Reproduce the entries below exactly, but only from the line containing "the current epoch." to the line containing "file is touched.", inclusive.

Stored data entries
+--

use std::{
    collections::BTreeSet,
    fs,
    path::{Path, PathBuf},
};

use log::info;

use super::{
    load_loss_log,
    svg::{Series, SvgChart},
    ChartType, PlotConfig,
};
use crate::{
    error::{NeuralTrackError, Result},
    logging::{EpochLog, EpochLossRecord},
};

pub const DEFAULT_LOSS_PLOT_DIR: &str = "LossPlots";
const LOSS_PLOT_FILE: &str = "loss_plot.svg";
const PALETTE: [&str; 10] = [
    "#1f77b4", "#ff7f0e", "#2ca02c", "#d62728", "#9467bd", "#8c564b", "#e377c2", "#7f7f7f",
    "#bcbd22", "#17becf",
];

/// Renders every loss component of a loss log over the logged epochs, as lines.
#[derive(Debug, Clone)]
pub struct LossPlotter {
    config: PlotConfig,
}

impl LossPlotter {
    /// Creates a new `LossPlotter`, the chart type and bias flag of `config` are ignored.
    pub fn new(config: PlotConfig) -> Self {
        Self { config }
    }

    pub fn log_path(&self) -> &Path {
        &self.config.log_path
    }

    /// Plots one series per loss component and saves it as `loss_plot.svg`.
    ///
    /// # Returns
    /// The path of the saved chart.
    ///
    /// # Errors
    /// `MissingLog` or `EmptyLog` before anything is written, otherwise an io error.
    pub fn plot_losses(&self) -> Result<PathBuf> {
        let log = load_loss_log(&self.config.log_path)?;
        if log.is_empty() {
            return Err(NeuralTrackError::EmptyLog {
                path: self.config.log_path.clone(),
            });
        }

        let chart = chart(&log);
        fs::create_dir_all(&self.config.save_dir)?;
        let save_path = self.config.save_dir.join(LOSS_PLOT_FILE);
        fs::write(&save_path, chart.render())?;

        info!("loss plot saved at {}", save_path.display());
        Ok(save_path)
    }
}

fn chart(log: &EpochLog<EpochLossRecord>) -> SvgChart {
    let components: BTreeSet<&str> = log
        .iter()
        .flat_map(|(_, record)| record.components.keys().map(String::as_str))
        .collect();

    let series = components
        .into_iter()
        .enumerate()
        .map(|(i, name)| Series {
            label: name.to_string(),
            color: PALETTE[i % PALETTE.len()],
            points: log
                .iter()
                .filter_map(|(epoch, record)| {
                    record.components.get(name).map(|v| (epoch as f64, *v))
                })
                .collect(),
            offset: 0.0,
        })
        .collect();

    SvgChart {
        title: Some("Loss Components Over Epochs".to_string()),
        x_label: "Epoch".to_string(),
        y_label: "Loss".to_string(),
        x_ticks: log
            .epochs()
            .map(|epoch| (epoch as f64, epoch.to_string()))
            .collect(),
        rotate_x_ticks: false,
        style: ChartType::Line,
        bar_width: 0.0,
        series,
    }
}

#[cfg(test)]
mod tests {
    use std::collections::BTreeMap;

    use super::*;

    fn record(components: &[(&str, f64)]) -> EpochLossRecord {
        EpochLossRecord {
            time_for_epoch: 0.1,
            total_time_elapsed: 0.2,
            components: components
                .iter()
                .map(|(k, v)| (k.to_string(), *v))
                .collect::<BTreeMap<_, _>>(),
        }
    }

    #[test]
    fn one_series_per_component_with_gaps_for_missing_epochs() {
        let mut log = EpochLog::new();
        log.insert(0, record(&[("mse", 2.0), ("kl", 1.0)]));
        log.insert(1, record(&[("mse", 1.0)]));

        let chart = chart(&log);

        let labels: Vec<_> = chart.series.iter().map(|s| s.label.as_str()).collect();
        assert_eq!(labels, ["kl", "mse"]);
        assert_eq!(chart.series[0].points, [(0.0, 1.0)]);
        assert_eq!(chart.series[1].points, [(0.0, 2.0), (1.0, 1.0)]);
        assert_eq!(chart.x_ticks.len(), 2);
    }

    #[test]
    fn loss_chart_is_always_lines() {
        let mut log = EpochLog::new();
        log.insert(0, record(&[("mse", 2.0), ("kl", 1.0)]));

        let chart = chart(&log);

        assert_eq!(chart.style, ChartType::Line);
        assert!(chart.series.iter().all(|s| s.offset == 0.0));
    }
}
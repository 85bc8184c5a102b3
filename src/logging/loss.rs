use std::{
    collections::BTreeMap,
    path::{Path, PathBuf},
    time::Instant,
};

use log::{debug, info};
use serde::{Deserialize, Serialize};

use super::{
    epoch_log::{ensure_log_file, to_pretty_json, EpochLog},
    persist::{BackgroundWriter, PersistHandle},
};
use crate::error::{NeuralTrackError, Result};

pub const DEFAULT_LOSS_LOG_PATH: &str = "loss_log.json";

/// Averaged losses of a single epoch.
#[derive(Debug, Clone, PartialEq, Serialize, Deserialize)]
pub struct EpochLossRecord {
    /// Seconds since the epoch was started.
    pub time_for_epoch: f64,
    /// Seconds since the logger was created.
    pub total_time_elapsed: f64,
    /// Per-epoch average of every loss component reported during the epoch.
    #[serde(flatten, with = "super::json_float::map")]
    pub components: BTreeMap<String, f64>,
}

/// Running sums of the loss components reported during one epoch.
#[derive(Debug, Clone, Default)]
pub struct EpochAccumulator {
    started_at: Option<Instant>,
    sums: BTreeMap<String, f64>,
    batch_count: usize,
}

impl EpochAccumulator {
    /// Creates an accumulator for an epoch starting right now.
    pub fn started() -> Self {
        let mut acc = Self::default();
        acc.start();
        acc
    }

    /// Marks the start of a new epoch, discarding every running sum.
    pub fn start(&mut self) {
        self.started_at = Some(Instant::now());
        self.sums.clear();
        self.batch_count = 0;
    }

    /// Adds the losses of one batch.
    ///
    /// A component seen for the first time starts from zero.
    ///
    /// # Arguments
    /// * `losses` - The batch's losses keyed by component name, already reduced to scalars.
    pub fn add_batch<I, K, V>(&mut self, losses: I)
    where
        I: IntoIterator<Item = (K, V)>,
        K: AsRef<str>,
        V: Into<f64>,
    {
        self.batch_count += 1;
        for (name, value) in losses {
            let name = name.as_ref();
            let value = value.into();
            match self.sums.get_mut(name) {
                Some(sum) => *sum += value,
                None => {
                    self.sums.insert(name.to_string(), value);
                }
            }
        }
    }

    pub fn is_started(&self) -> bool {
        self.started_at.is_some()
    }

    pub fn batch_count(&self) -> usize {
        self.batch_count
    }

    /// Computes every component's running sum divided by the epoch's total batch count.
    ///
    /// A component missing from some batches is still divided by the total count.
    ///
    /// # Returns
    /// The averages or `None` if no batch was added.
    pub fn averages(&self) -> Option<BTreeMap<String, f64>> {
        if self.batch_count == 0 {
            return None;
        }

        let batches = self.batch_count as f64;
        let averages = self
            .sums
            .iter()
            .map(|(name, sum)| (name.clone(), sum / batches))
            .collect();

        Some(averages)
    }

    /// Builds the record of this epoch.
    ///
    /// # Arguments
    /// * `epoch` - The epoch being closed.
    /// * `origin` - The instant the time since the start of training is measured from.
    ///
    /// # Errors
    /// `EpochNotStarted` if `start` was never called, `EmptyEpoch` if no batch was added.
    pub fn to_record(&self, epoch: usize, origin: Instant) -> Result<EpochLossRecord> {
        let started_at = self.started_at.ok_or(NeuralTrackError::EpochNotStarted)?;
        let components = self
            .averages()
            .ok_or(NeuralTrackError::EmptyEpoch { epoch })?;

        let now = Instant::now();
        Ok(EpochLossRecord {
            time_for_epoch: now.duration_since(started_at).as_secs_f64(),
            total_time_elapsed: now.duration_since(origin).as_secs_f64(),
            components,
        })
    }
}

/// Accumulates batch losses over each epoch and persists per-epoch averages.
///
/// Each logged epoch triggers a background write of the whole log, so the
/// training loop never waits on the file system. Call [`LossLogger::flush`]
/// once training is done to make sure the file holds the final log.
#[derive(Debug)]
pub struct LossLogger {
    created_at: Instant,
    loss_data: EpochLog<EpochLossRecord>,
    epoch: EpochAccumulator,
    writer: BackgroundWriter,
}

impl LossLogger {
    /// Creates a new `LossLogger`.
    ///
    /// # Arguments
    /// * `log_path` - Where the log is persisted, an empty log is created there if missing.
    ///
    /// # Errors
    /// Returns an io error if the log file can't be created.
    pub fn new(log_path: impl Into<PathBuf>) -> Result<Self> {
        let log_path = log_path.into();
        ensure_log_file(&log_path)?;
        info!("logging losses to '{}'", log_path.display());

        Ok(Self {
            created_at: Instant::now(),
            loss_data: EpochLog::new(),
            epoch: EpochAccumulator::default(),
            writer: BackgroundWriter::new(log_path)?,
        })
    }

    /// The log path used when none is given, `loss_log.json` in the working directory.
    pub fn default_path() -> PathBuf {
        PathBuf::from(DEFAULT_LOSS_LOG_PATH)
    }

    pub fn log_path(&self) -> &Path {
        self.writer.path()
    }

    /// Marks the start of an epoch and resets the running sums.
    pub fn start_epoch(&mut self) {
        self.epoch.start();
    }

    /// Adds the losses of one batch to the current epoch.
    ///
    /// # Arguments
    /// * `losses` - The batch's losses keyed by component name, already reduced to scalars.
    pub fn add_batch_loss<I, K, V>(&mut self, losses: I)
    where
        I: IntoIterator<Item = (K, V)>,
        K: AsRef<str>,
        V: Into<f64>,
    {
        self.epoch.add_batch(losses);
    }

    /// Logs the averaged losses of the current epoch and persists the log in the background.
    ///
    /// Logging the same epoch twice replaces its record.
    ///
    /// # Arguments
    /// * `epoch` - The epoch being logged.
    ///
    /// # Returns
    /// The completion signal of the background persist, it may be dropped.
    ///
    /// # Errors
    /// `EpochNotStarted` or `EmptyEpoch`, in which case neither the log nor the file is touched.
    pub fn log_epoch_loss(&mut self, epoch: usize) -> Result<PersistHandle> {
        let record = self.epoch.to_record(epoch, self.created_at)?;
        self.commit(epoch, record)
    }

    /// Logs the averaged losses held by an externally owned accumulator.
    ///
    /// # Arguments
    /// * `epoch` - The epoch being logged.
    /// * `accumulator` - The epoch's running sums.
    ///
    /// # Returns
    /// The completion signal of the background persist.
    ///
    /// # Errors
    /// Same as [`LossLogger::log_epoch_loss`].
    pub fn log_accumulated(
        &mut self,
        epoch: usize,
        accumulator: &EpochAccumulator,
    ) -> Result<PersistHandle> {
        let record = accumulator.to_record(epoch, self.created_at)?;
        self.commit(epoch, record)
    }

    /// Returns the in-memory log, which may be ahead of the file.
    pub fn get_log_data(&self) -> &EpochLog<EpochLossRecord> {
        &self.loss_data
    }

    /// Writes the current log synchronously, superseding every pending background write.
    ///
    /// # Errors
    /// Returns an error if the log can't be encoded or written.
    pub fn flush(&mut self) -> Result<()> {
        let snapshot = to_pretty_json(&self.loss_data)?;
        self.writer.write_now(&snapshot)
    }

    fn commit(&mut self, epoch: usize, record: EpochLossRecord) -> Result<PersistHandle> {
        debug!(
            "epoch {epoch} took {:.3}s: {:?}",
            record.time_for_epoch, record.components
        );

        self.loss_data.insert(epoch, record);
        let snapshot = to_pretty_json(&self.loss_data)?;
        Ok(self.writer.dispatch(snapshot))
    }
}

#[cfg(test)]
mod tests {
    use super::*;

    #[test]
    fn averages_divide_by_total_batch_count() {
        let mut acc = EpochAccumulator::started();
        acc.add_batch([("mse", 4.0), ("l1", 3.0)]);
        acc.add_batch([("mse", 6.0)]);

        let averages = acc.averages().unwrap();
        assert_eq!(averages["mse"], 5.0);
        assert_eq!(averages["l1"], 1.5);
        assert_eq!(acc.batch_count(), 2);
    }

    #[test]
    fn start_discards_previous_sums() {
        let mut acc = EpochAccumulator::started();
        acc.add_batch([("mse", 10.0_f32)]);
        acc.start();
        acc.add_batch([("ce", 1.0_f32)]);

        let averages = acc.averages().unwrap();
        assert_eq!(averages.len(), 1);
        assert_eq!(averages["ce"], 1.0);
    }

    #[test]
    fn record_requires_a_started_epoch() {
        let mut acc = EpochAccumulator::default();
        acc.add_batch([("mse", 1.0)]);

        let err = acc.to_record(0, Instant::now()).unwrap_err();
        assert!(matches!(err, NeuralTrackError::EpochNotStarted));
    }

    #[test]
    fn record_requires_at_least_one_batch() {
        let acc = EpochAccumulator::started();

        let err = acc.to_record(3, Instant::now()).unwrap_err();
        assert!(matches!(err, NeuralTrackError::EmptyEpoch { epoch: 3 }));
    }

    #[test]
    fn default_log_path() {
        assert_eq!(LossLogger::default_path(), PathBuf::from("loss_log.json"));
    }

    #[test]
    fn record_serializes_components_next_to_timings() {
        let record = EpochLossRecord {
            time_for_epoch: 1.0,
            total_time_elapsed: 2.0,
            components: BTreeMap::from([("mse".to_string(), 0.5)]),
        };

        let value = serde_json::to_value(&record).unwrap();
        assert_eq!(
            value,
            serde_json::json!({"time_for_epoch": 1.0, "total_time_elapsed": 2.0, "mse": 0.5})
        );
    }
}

+--

Written response:
    /// Adds the losses of one batch to the current epoch.
    ///
    /// # Arguments
    /// * `losses` - The batch's losses keyed by component name, already reduced to scalars.
    pub fn add_batch_loss<I, K, V>(&mut self, losses: I)
    where
        I: IntoIterator<Item = (K, V)>,
        K: AsRef<str>,
        V: Into<f64>,
    {
        self.epoch.add_batch(losses);
    }

    /// Logs the averaged losses of the current epoch and persists the log in the background.
    ///
    /// Logging the same epoch twice replaces its record.
    ///
    /// # Arguments
    /// * `epoch` - The epoch being logged.
    ///
    /// # Returns
    /// The completion signal of the background persist, it may be dropped.
    ///
    /// # Errors
    /// `EpochNotStarted` or `EmptyEpoch`, in which case neither the log nor the file is touched.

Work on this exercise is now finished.